//! ARM Authentication
//!
//! Bearer tokens for the management API: a fixed token taken from the
//! environment, or a service principal's client-credentials grant against
//! the Microsoft identity platform with token caching.

use super::error::ArmError;
use super::http::sanitize_for_log;
use async_trait::async_trait;
use chrono::{DateTime, Duration, Utc};
use serde::Deserialize;
use std::sync::Arc;
use tokio::sync::RwLock;

/// Default identity platform authority
pub const DEFAULT_AUTHORITY: &str = "https://login.microsoftonline.com";

/// Token expiry buffer in seconds - refresh tokens this long before they actually expire
const TOKEN_EXPIRY_BUFFER_SECS: i64 = 60;

/// Token TTL in seconds used when the token endpoint omits `expires_in`
const DEFAULT_TOKEN_TTL_SECS: i64 = 30 * 60;

/// Source of bearer tokens for ARM requests
#[async_trait]
pub trait TokenCredential: Send + Sync {
    async fn token(&self) -> Result<String, ArmError>;
}

/// A pre-acquired bearer token, e.g. from `ARM_ACCESS_TOKEN`
#[derive(Clone)]
pub struct StaticTokenCredential {
    token: String,
}

impl StaticTokenCredential {
    pub fn new(token: impl Into<String>) -> Self {
        Self {
            token: token.into(),
        }
    }
}

impl std::fmt::Debug for StaticTokenCredential {
    fn fmt(&self, f: &mut std::fmt::Formatter<'_>) -> std::fmt::Result {
        f.debug_struct("StaticTokenCredential").finish_non_exhaustive()
    }
}

#[async_trait]
impl TokenCredential for StaticTokenCredential {
    async fn token(&self) -> Result<String, ArmError> {
        Ok(self.token.clone())
    }
}

/// Service principal credential with token caching
#[derive(Clone)]
pub struct ClientSecretCredential {
    http: reqwest::Client,
    authority: String,
    tenant_id: String,
    client_id: String,
    client_secret: String,
    scope: String,
    token_cache: Arc<RwLock<Option<CachedToken>>>,
}

#[derive(Clone)]
struct CachedToken {
    token: String,
    /// When this token expires (with buffer applied)
    expires_at: DateTime<Utc>,
}

impl CachedToken {
    fn is_valid(&self) -> bool {
        Utc::now() < self.expires_at
    }
}

#[derive(Debug, Deserialize)]
struct TokenResponse {
    access_token: String,
    #[serde(default)]
    expires_in: Option<i64>,
}

impl ClientSecretCredential {
    /// Credential for the given ARM endpoint; the scope is `{endpoint}/.default`
    pub fn new(
        http: reqwest::Client,
        tenant_id: impl Into<String>,
        client_id: impl Into<String>,
        client_secret: impl Into<String>,
        endpoint: &str,
    ) -> Self {
        Self {
            http,
            authority: DEFAULT_AUTHORITY.to_string(),
            tenant_id: tenant_id.into(),
            client_id: client_id.into(),
            client_secret: client_secret.into(),
            scope: format!("{}/.default", endpoint.trim_end_matches('/')),
            token_cache: Arc::new(RwLock::new(None)),
        }
    }

    /// Use a different authority host, e.g. a sovereign cloud or a test server
    pub fn with_authority(mut self, authority: impl Into<String>) -> Self {
        self.authority = authority.into();
        self
    }

    fn token_url(&self) -> String {
        format!(
            "{}/{}/oauth2/v2.0/token",
            self.authority.trim_end_matches('/'),
            self.tenant_id
        )
    }

    /// Drop the cached token so the next call fetches a new one
    pub async fn refresh_token(&self) -> Result<String, ArmError> {
        {
            let mut cache = self.token_cache.write().await;
            *cache = None;
        }
        self.token().await
    }

    async fn request_token(&self) -> Result<CachedToken, ArmError> {
        let url = self.token_url();
        tracing::debug!("Requesting token from {}", url);

        let form = [
            ("grant_type", "client_credentials"),
            ("client_id", self.client_id.as_str()),
            ("client_secret", self.client_secret.as_str()),
            ("scope", self.scope.as_str()),
        ];

        let response = self
            .http
            .post(&url)
            .form(&form)
            .send()
            .await
            .map_err(|source| ArmError::Transport {
                method: "POST".to_string(),
                url: url.clone(),
                source,
            })?;

        let status = response.status();
        let body = response.text().await.map_err(|source| ArmError::Transport {
            method: "POST".to_string(),
            url: url.clone(),
            source,
        })?;

        if !status.is_success() {
            tracing::error!("Token request failed: {} - {}", status, sanitize_for_log(&body));
            return Err(ArmError::Auth(format!(
                "token endpoint returned {} for client {}",
                status, self.client_id
            )));
        }

        let parsed: TokenResponse =
            serde_json::from_str(&body).map_err(|source| ArmError::Decode { url, source })?;
        let ttl = parsed.expires_in.unwrap_or(DEFAULT_TOKEN_TTL_SECS);

        Ok(CachedToken {
            token: parsed.access_token,
            expires_at: Utc::now() + Duration::seconds(ttl - TOKEN_EXPIRY_BUFFER_SECS),
        })
    }
}

impl std::fmt::Debug for ClientSecretCredential {
    fn fmt(&self, f: &mut std::fmt::Formatter<'_>) -> std::fmt::Result {
        f.debug_struct("ClientSecretCredential")
            .field("tenant_id", &self.tenant_id)
            .field("client_id", &self.client_id)
            .finish_non_exhaustive()
    }
}

#[async_trait]
impl TokenCredential for ClientSecretCredential {
    async fn token(&self) -> Result<String, ArmError> {
        {
            let cache = self.token_cache.read().await;
            if let Some(cached) = cache.as_ref() {
                if cached.is_valid() {
                    return Ok(cached.token.clone());
                }
                tracing::debug!("Cached token expired, fetching new token");
            }
        }

        let fresh = self.request_token().await?;
        let token = fresh.token.clone();
        tracing::debug!("New token cached, expires at {}", fresh.expires_at);

        {
            let mut cache = self.token_cache.write().await;
            *cache = Some(fresh);
        }

        Ok(token)
    }
}

#[cfg(test)]
mod tests {
    use super::*;

    fn credential() -> ClientSecretCredential {
        ClientSecretCredential::new(
            reqwest::Client::new(),
            "my-tenant-123",
            "client",
            "hunter2",
            "https://management.azure.com/",
        )
    }

    #[test]
    fn test_token_url_construction() {
        assert_eq!(
            credential().token_url(),
            "https://login.microsoftonline.com/my-tenant-123/oauth2/v2.0/token"
        );
        assert_eq!(
            credential().with_authority("http://127.0.0.1:9000/").token_url(),
            "http://127.0.0.1:9000/my-tenant-123/oauth2/v2.0/token"
        );
    }

    #[test]
    fn test_scope_from_endpoint() {
        assert_eq!(credential().scope, "https://management.azure.com/.default");
    }

    #[test]
    fn test_cached_token_expiry() {
        let valid = CachedToken {
            token: "t".to_string(),
            expires_at: Utc::now() + Duration::minutes(5),
        };
        let expired = CachedToken {
            token: "t".to_string(),
            expires_at: Utc::now() - Duration::seconds(1),
        };
        assert!(valid.is_valid());
        assert!(!expired.is_valid());
    }

    #[test]
    fn test_debug_hides_secrets() {
        let rendered = format!("{:?}", credential());
        assert!(!rendered.contains("hunter2"));
        assert!(!format!("{:?}", StaticTokenCredential::new("abc")).contains("abc"));
    }

    #[tokio::test]
    async fn test_static_token() {
        let credential = StaticTokenCredential::new("abc");
        assert_eq!(credential.token().await.unwrap(), "abc");
    }
}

## Problem requirements
Could you write out all the records exactly, please?

## Written answer
//! ARM Authentication
//!
//! Bearer tokens for the management API: a fixed token taken from the
//! environment, or a service principal's client-credentials grant against
//! the Microsoft identity platform with token caching.

use super::error::ArmError;
use super::http::sanitize_for_log;
use async_trait::async_trait;
use chrono::{DateTime, Duration, Utc};
use serde::Deserialize;
use std::sync::Arc;
use tokio::sync::RwLock;

/// Default identity platform authority
pub const DEFAULT_AUTHORITY: &str = "https://login.microsoftonline.com";

/// Token expiry buffer in seconds - refresh tokens this long before they actually expire
const TOKEN_EXPIRY_BUFFER_SECS: i64 = 60;

/// Token TTL in seconds used when the token endpoint omits `expires_in`
const DEFAULT_TOKEN_TTL_SECS: i64 = 30 * 60;

/// Source of bearer tokens for ARM requests
#[async_trait]
pub trait TokenCredential: Send + Sync {
    async fn token(&self) -> Result<String, ArmError>;
}

/// A pre-acquired bearer token, e.g. from `ARM_ACCESS_TOKEN`
#[derive(Clone)]
pub struct StaticTokenCredential {
    token: String,
}

impl StaticTokenCredential {
    pub fn new(token: impl Into<String>) -> Self {
        Self {
            token: token.into(),
        }
    }
}

impl std::fmt::Debug for StaticTokenCredential {
    fn fmt(&self, f: &mut std::fmt::Formatter<'_>) -> std::fmt::Result {
        f.debug_struct("StaticTokenCredential").finish_non_exhaustive()
    }
}

#[async_trait]
impl TokenCredential for StaticTokenCredential {
    async fn token(&self) -> Result<String, ArmError> {
        Ok(self.token.clone())
    }
}

/// Service principal credential with token caching
#[derive(Clone)]
pub struct ClientSecretCredential {
    http: reqwest::Client,
    authority: String,
    tenant_id: String,
    client_id: String,
    client_secret: String,
    scope: String,
    token_cache: Arc<RwLock<Option<CachedToken>>>,
}

#[derive(Clone)]
struct CachedToken {
    token: String,
    /// When this token expires (with buffer applied)
    expires_at: DateTime<Utc>,
}

impl CachedToken {
    fn is_valid(&self) -> bool {
        Utc::now() < self.expires_at
    }
}

#[derive(Debug, Deserialize)]
struct TokenResponse {
    access_token: String,
    #[serde(default)]
    expires_in: Option<i64>,
}

impl ClientSecretCredential {
    /// Credential for the given ARM endpoint; the scope is `{endpoint}/.default`
    pub fn new(
        http: reqwest::Client,
        tenant_id: impl Into<String>,
        client_id: impl Into<String>,
        client_secret: impl Into<String>,
        endpoint: &str,
    ) -> Self {
        Self {
            http,
            authority: DEFAULT_AUTHORITY.to_string(),
            tenant_id: tenant_id.into(),
            client_id: client_id.into(),
            client_secret: client_secret.into(),
            scope: format!("{}/.default", endpoint.trim_end_matches('/')),
            token_cache: Arc::new(RwLock::new(None)),
        }
    }

    /// Use a different authority host, e.g. a sovereign cloud or a test server
    pub fn with_authority(mut self, authority: impl Into<String>) -> Self {
        self.authority = authority.into();
        self
    }

    fn token_url(&self) -> String {
        format!(
            "{}/{}/oauth2/v2.0/token",
            self.authority.trim_end_matches('/'),
            self.tenant_id
        )
    }

    /// Drop the cached token so the next call fetches a new one
    pub async fn refresh_token(&self) -> Result<String, ArmError> {
        {
            let mut cache = self.token_cache.write().await;
            *cache = None;
        }
        self.token().await
    }

    async fn request_token(&self) -> Result<CachedToken, ArmError> {
        let url = self.token_url();
        tracing::debug!("Requesting token from {}", url);

        let form = [
            ("grant_type", "client_credentials"),
            ("client_id", self.client_id.as_str()),
            ("client_secret", self.client_secret.as_str()),
            ("scope", self.scope.as_str()),
        ];

        let response = self
            .http
            .post(&url)
            .form(&form)
            .send()
            .await
            .map_err(|source| ArmError::Transport {
                method: "POST".to_string(),
                url: url.clone(),
                source,
            })?;

        let status = response.status();
        let body = response.text().await.map_err(|source| ArmError::Transport {
            method: "POST".to_string(),
            url: url.clone(),
            source,
        })?;

        if !status.is_success() {
            tracing::error!("Token request failed: {} - {}", status, sanitize_for_log(&body));
            return Err(ArmError::Auth(format!(
                "token endpoint returned {} for client {}",
                status, self.client_id
            )));
        }

        let parsed: TokenResponse =
            serde_json::from_str(&body).map_err(|source| ArmError::Decode { url, source })?;
        let ttl = parsed.expires_in.unwrap_or(DEFAULT_TOKEN_TTL_SECS);

        Ok(CachedToken {
            token: parsed.access_token,
            expires_at: Utc::now() + Duration::seconds(ttl - TOKEN_EXPIRY_BUFFER_SECS),
        })
    }
}

impl std::fmt::Debug for ClientSecretCredential {
    fn fmt(&self, f: &mut std::fmt::Formatter<'_>) -> std::fmt::Result {
        f.debug_struct("ClientSecretCredential")
            .field("tenant_id", &self.tenant_id)
            .field("client_id", &self.client_id)
            .finish_non_exhaustive()
    }
}

#[async_trait]
impl TokenCredential for ClientSecretCredential {
    async fn token(&self) -> Result<String, ArmError> {
        {
            let cache = self.token_cache.read().await;
            if let Some(cached) = cache.as_ref() {
                if cached.is_valid() {
                    return Ok(cached.token.clone());
                }
                tracing::debug!("Cached token expired, fetching new token");
            }
        }

        let fresh = self.request_token().await?;
        let token = fresh.token.clone();
        tracing::debug!("New token cached, expires at {}", fresh.expires_at);

        {
            let mut cache = self.token_cache.write().await;
            *cache = Some(fresh);
        }

        Ok(token)
    }
}

#[cfg(test)]
mod tests {
    use super::*;

    fn credential() -> ClientSecretCredential {
        ClientSecretCredential::new(
            reqwest::Client::new(),
            "my-tenant-123",
            "client",
            "hunter2",
            "https://management.azure.com/",
        )
    }

    #[test]
    fn test_token_url_construction() {
        assert_eq!(
            credential().token_url(),
            "https://login.microsoftonline.com/my-tenant-123/oauth2/v2.0/token"
        );
        assert_eq!(
            credential().with_authority("http://127.0.0.1:9000/").token_url(),
            "http://127.0.0.1:9000/my-tenant-123/oauth2/v2.0/token"
        );
    }

    #[test]
    fn test_scope_from_endpoint() {
        assert_eq!(credential().scope, "https://management.azure.com/.default");
    }

    #[test]
    fn test_cached_token_expiry() {
        let valid = CachedToken {
            token: "t".to_string(),
            expires_at: Utc::now() + Duration::minutes(5),
        };
        let expired = CachedToken {
            token: "t".to_string(),
            expires_at: Utc::now() - Duration::seconds(1),
        };
        assert!(valid.is_valid());
        assert!(!expired.is_valid());
    }

    #[test]
    fn test_debug_hides_secrets() {
        let rendered = format!("{:?}", credential());
        assert!(!rendered.contains("hunter2"));
        assert!(!format!("{:?}", StaticTokenCredential::new("abc")).contains("abc"));
    }

    #[tokio::test]
    async fn test_static_token() {
        let credential = StaticTokenCredential::new("abc");
        assert_eq!(credential.token().await.unwrap(), "abc");
    }
}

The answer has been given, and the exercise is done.